__Problem statement__. Where the data below has the string "format", return the whole line.

__Dataset entries__.

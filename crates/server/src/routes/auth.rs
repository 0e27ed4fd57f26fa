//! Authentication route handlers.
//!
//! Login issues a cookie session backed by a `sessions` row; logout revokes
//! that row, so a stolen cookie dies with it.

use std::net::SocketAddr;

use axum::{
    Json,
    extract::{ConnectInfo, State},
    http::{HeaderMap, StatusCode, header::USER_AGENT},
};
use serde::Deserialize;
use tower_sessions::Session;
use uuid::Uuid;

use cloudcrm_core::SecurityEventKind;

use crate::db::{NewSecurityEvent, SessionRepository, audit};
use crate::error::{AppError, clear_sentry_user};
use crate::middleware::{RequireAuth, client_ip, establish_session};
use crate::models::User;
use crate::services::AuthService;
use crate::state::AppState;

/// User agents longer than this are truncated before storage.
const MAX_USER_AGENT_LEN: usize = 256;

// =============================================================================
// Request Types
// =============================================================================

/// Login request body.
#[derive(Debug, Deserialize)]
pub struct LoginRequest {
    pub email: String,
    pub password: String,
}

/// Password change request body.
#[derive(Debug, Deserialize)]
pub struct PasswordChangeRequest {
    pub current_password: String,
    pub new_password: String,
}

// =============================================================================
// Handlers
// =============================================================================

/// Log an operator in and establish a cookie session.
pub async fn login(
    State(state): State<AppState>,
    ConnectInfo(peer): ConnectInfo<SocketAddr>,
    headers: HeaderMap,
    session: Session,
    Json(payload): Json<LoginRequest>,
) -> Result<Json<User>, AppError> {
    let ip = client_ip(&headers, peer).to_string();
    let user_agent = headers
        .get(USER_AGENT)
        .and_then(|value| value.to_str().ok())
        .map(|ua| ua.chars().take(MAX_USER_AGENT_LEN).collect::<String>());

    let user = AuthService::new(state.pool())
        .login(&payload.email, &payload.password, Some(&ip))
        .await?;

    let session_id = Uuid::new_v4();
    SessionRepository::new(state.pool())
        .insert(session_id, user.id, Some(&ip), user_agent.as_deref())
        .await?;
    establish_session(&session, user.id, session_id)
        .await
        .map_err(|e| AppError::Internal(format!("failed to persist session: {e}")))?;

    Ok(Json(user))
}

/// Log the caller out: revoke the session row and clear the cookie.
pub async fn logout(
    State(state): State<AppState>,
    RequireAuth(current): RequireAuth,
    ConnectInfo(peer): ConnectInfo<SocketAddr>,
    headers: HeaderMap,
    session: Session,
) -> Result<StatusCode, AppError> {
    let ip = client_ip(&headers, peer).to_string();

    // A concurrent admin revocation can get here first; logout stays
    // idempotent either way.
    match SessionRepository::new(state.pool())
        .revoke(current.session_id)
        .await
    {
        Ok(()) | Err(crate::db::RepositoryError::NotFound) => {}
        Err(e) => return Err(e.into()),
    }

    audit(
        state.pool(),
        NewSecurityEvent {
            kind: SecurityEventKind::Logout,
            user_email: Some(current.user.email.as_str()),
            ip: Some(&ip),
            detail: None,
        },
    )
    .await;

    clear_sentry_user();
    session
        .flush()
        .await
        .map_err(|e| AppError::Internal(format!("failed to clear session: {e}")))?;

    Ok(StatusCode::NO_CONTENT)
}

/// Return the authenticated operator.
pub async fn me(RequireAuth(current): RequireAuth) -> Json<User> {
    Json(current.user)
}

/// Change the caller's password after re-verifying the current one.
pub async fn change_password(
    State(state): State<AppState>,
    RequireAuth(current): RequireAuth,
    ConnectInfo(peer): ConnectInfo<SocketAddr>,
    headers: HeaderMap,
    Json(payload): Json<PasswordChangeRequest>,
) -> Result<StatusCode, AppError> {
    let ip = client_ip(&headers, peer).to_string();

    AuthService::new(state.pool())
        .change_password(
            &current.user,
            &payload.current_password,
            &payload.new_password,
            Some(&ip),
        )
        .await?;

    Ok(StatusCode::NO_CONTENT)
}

__Exercise solution__.
        .map_err(|e| AppError::Internal(format!("failed to persist session: {e}")))?;
        .map_err(|e| AppError::Internal(format!("failed to clear session: {e}")))?;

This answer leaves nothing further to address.